[Start of Attachment]

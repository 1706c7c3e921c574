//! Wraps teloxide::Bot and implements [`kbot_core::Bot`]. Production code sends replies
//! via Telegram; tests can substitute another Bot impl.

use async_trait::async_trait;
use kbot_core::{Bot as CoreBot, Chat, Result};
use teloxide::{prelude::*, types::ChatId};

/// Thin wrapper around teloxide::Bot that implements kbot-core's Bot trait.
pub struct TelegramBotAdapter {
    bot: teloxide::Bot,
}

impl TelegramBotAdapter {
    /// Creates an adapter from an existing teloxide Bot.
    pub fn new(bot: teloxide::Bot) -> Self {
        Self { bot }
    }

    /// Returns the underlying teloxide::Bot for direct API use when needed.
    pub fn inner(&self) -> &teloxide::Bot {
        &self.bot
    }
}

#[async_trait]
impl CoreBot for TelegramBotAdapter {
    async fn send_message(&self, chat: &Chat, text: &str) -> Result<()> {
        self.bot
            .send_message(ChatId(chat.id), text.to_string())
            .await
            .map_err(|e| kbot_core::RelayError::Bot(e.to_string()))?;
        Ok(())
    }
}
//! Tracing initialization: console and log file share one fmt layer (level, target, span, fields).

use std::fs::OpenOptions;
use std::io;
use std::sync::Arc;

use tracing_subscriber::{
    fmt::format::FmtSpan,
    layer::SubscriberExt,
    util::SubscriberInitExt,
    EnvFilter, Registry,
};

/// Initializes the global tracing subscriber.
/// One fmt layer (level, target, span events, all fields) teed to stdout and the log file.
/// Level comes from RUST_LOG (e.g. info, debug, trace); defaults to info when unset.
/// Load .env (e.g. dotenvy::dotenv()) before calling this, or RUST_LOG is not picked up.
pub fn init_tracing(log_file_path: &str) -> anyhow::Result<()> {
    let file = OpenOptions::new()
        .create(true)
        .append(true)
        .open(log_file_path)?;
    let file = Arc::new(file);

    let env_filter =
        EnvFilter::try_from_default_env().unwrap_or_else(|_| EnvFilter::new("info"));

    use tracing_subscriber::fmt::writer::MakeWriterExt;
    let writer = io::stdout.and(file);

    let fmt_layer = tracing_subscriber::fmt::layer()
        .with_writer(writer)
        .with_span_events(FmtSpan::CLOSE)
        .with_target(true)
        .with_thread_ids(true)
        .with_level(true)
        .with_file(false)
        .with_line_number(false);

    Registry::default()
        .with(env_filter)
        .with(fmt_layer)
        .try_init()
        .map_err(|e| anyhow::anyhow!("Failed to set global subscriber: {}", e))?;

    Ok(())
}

[End of Attachment]
[Start of Attachment]

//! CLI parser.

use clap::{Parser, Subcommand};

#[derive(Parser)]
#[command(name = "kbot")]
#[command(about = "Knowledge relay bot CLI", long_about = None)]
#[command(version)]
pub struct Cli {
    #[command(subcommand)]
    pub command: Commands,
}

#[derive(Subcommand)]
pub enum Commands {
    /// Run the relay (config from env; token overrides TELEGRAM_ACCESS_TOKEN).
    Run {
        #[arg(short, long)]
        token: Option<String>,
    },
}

[End of Attachment]
[Start of Attachment]

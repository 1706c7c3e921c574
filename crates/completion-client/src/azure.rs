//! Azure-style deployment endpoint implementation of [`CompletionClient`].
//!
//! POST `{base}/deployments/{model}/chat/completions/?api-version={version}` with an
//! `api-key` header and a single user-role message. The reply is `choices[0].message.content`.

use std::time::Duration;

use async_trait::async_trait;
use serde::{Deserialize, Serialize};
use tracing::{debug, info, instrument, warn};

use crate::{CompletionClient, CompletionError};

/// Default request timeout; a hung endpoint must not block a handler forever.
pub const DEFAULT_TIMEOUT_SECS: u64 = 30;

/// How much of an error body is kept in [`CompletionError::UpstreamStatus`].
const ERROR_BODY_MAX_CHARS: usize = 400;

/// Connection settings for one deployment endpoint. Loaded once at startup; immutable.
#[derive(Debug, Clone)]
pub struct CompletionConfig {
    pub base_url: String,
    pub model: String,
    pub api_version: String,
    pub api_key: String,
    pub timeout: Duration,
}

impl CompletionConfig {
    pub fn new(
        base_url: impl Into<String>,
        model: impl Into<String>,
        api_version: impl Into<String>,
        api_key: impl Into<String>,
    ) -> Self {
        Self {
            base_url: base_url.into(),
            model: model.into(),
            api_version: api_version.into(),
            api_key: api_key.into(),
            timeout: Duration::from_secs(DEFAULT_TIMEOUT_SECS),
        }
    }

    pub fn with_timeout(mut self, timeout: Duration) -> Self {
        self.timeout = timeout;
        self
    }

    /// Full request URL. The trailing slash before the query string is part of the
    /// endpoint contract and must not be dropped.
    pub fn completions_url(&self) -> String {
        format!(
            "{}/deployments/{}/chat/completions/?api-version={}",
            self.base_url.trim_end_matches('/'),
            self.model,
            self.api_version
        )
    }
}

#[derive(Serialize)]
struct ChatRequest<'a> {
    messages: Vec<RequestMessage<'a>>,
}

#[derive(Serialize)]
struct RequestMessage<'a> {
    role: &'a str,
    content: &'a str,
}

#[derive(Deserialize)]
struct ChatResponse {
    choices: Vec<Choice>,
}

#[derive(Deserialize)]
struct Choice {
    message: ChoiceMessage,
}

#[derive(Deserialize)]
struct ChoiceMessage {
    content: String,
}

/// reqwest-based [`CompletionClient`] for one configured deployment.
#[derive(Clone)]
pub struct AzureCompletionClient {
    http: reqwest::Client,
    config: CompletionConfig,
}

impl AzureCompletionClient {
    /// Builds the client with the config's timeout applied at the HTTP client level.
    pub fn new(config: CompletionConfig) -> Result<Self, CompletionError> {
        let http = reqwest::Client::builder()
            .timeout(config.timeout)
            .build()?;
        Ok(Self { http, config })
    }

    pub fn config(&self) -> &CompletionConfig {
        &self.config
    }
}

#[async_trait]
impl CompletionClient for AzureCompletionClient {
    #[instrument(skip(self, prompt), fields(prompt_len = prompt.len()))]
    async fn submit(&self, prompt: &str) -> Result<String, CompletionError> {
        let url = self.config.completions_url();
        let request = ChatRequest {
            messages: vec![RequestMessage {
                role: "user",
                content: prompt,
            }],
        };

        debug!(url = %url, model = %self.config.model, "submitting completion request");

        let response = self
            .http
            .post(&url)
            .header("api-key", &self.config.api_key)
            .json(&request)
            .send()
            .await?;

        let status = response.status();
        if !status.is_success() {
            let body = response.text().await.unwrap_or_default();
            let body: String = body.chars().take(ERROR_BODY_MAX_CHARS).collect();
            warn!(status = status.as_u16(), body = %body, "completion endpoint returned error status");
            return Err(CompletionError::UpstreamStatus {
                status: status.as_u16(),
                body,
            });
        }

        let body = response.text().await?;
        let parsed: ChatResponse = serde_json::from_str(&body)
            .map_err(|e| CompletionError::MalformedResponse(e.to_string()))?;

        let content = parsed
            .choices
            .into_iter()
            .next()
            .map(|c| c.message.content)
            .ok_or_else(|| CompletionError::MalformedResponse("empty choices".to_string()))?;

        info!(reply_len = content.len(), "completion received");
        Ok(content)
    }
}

[End of Attachment]

EXERCISE OBJECTIVE:
Look above for every line with the word "role" and copy it.

OUTPUT OF THE TASK:
//! `api-key` header and a single user-role message. The reply is `choices[0].message.content`.
    role: &'a str,
                role: "user",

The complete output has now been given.